"Then I can only guess." Brower looked at him, with a studious anxiety in his brown eyes. "He made a mistake, sure enough, but I think he sets it right. Yes, I think he sets it right." Ogden's eyes sought the floor.
"Ho; he abides by it."
"He can set it right," said Brower, gravely; "and if he can he ought."'
"Not now; not after—everything. Let bad enough alone."
"Make bad enough better," cried Brower. "Is he the only one to be considered? Upon my word," he went on, with a nervous attempt at lightness, "we are getting these great truths down finer and finer. A couple of years ago we agreed that marriage concerned but two people; now we are finding that it concerns only one. The question simply is—which one?"
"The one who would be most exposed to injury," said Ogden, with a distant mournfulness in his face and voice.

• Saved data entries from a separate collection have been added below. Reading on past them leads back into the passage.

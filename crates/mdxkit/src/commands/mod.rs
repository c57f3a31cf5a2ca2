//! CLI command implementations.

mod expand;
mod renumber;
mod scaffold;
mod stamp;

pub(crate) use expand::ExpandArgs;
pub(crate) use renumber::RenumberArgs;
pub(crate) use scaffold::ScaffoldArgs;
pub(crate) use stamp::StampArgs;

use std::path::PathBuf;

use mdxkit_config::DocsConfig;
use tracing::debug;

use crate::scanner::Scanner;

/// Explicit targets when given, otherwise every document under the
/// configured source directory.
pub(crate) fn resolve_targets(files: Vec<PathBuf>, docs: &DocsConfig) -> Vec<PathBuf> {
    let targets = if files.is_empty() {
        Scanner::new(docs.source_dir.clone(), docs.extension.clone()).scan()
    } else {
        files
    };
    debug!(count = targets.len(), "resolved target documents");
    targets
}

#[cfg(test)]
mod tests {
    use super::*;
    use std::fs;

    #[test]
    fn test_resolve_targets_prefers_explicit_files() {
        let docs = DocsConfig {
            source_dir: PathBuf::from("/nonexistent/docs"),
            snippets_dir: PathBuf::from("/nonexistent/code-blocks"),
            extension: "mdx".to_owned(),
        };

        let files = vec![PathBuf::from("a.mdx"), PathBuf::from("b.mdx")];
        let targets = resolve_targets(files.clone(), &docs);

        assert_eq!(targets, files);
    }

    #[test]
    fn test_resolve_targets_scans_source_dir() {
        let dir = tempfile::tempdir().unwrap();
        fs::write(dir.path().join("guide.mdx"), "# Guide").unwrap();
        let docs = DocsConfig {
            source_dir: dir.path().to_path_buf(),
            snippets_dir: dir.path().join("code-blocks"),
            extension: "mdx".to_owned(),
        };

        let targets = resolve_targets(Vec::new(), &docs);

        assert_eq!(targets.len(), 1);
        assert!(targets[0].ends_with("guide.mdx"));
    }
}
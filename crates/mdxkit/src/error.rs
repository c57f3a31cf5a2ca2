//! CLI error types.

use mdxkit_config::ConfigError;

/// CLI error type.
///
/// Per-document failures (unreadable files, missing snippets, absent
/// history) are reported through [`crate::output::Output`] and skipped, so
/// only configuration loading can abort a run.
#[derive(Debug, thiserror::Error)]
pub(crate) enum CliError {
    #[error("{0}")]
    Config(#[from] ConfigError),
}
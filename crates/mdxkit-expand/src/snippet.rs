//! Snippet resource lookup.
//!
//! Snippets are plain text files under a single root directory, referenced
//! from directive markers by relative path.

use std::fs;
use std::io;
use std::path::PathBuf;

/// Failure to resolve a directive's snippet reference.
///
/// Callers report these as warnings; neither variant aborts a document
/// pass.
#[derive(Debug, thiserror::Error)]
pub enum SnippetError {
    /// The referenced file does not exist under the snippets root.
    #[error("snippet file '{name}' not found in {}", .root.display())]
    NotFound {
        /// Path as written in the directive.
        name: String,
        /// Snippets root the lookup ran against.
        root: PathBuf,
    },
    /// The file exists but could not be read as text.
    #[error("failed to read snippet file '{name}': {source}")]
    Unreadable {
        /// Path as written in the directive.
        name: String,
        /// Underlying read failure.
        #[source]
        source: io::Error,
    },
}

/// Read-only store of snippet files under a fixed root.
#[derive(Clone, Debug)]
pub struct SnippetStore {
    root: PathBuf,
}

impl SnippetStore {
    /// Create a store rooted at `root`.
    pub fn new(root: impl Into<PathBuf>) -> Self {
        Self { root: root.into() }
    }

    /// Load a snippet by the path written in a directive, trimming
    /// surrounding whitespace from its content.
    pub fn load(&self, name: &str) -> Result<String, SnippetError> {
        let path = self.root.join(name);
        if !path.is_file() {
            return Err(SnippetError::NotFound {
                name: name.to_owned(),
                root: self.root.clone(),
            });
        }
        match fs::read_to_string(&path) {
            Ok(content) => Ok(content.trim().to_owned()),
            Err(source) => Err(SnippetError::Unreadable {
                name: name.to_owned(),
                source,
            }),
        }
    }
}
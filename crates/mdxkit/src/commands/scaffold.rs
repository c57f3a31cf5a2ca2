//! `mdxkit scaffold` command implementation.

use std::fs;
use std::path::{Path, PathBuf};

use clap::Args;
use mdxkit_config::{CliSettings, Config};
use mdxkit_page::{Frontmatter, normalize_title, render_page, split};

use crate::commands::resolve_targets;
use crate::error::CliError;
use crate::output::Output;

/// Arguments for the scaffold command.
#[derive(Args)]
pub(crate) struct ScaffoldArgs {
    /// Documents to process (default: every document under the docs source directory).
    files: Vec<PathBuf>,

    /// Docs source directory (overrides config).
    #[arg(long)]
    docs_dir: Option<PathBuf>,

    /// Path to configuration file (default: auto-discover mdxkit.toml).
    #[arg(short, long, env = "MDXKIT_CONFIG")]
    config: Option<PathBuf>,
}

impl ScaffoldArgs {
    /// Execute the scaffold command.
    ///
    /// # Errors
    ///
    /// Returns an error if configuration loading fails.
    pub(crate) fn execute(self) -> Result<(), CliError> {
        let output = Output::new();

        let cli_settings = CliSettings {
            source_dir: self.docs_dir,
            ..Default::default()
        };
        let config = Config::load(self.config.as_deref(), Some(&cli_settings))?;
        let site = config.site.name.as_deref();

        let targets = resolve_targets(self.files, &config.docs_resolved);
        for path in targets {
            scaffold_document(&path, site, &output);
        }

        Ok(())
    }
}

/// Fill `path` with a placeholder page when it is empty or its frontmatter
/// lacks a `lastUpdated` field. Established documents are left alone.
fn scaffold_document(path: &Path, site: Option<&str>, output: &Output) {
    let content = match fs::read_to_string(path) {
        Ok(content) => content,
        Err(err) => {
            output.warning(&format!("Skipping {}: {err}", path.display()));
            return;
        }
    };

    if content.is_empty() {
        if write_page(path, &title_for(path), site, output) {
            output.info(&format!("Created template for: {}", path.display()));
        }
        return;
    }

    if has_last_updated(&content) {
        return;
    }

    // Keep the page's own title when it has one.
    let title = existing_title(&content).unwrap_or_else(|| title_for(path));
    if write_page(path, &title, site, output) {
        output.info(&format!("Updated template for: {}", path.display()));
    }
}

/// Whether the document's frontmatter carries a `lastUpdated` field.
fn has_last_updated(content: &str) -> bool {
    split(content)
        .and_then(|(block, _)| Frontmatter::from_yaml(block).ok())
        .is_some_and(|frontmatter| frontmatter.last_updated.is_some())
}

/// Title from the document's own frontmatter, when it parses and has one.
fn existing_title(content: &str) -> Option<String> {
    let (block, _) = split(content)?;
    Frontmatter::from_yaml(block).ok()?.title
}

/// Title derived from the document filename.
fn title_for(path: &Path) -> String {
    let filename = path
        .file_name()
        .map(|name| name.to_string_lossy().into_owned())
        .unwrap_or_default();
    normalize_title(&filename)
}

fn write_page(path: &Path, title: &str, site: Option<&str>, output: &Output) -> bool {
    match fs::write(path, render_page(title, site)) {
        Ok(()) => true,
        Err(err) => {
            output.warning(&format!("Skipping {}: {err}", path.display()));
            false
        }
    }
}
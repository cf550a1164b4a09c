//! File-based configuration loading

use crate::config::model::RetraceConfig;
use crate::error::{RetraceError, RetraceResult};
use std::fs;
use std::path::Path;

/// Load configuration from a file
///
/// Supports JSON, TOML, and YAML formats based on file extension.
/// Returns default config if file doesn't exist.
pub fn load_from_file(path: &Path) -> RetraceResult<RetraceConfig> {
    if !path.exists() {
        return Ok(RetraceConfig::default());
    }

    let content = fs::read_to_string(path).map_err(|e| {
        RetraceError::config_with_context(
            format!("Failed to read config file: {}", e),
            format!("Reading configuration from '{}'", path.display()),
        )
    })?;

    let config: RetraceConfig = match path.extension().and_then(|s| s.to_str()) {
        Some("toml") => toml::from_str(&content).map_err(|e| {
            RetraceError::config_with_context(
                format!("Failed to parse TOML config: {}", e),
                format!("Deserializing TOML configuration from '{}'", path.display()),
            )
        })?,
        Some("yaml") | Some("yml") => serde_yaml::from_str(&content).map_err(|e| {
            RetraceError::config_with_context(
                format!("Failed to parse YAML config: {}", e),
                format!("Deserializing YAML configuration from '{}'", path.display()),
            )
        })?,
        _ => serde_json::from_str(&content).map_err(|e| {
            RetraceError::config_with_context(
                format!("Failed to parse JSON config: {}", e),
                format!("Deserializing JSON configuration from '{}'", path.display()),
            )
        })?,
    };

    Ok(config)
}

"There are different kinds of injury; there is the injury of commission, and there is the injury of omission. Sometimes the last is harder—on a woman. Why not let the victim choose her own particular woe? Why not be generous enough to give her an opportunity?"
"Not now," groaned Ogden. "You don't know. Not after all—that's happened."
"Well, then," continued Brower, with kindly perseverance, "out goes generosity. Now bring in selfishness and give that a chance. What is our hero going to do? Must there be more sorrow for him, more suffering, more self-punishment, and everlasting dissatisfaction generally? What is he made of? Can he stand it? If so, how long? And if he does, why should he?"
"Brower, Brower!" Ogden cried; "not another word if you care for me—if you care anything at all for me!" He crossed his arms on the table and bowed his head upon them.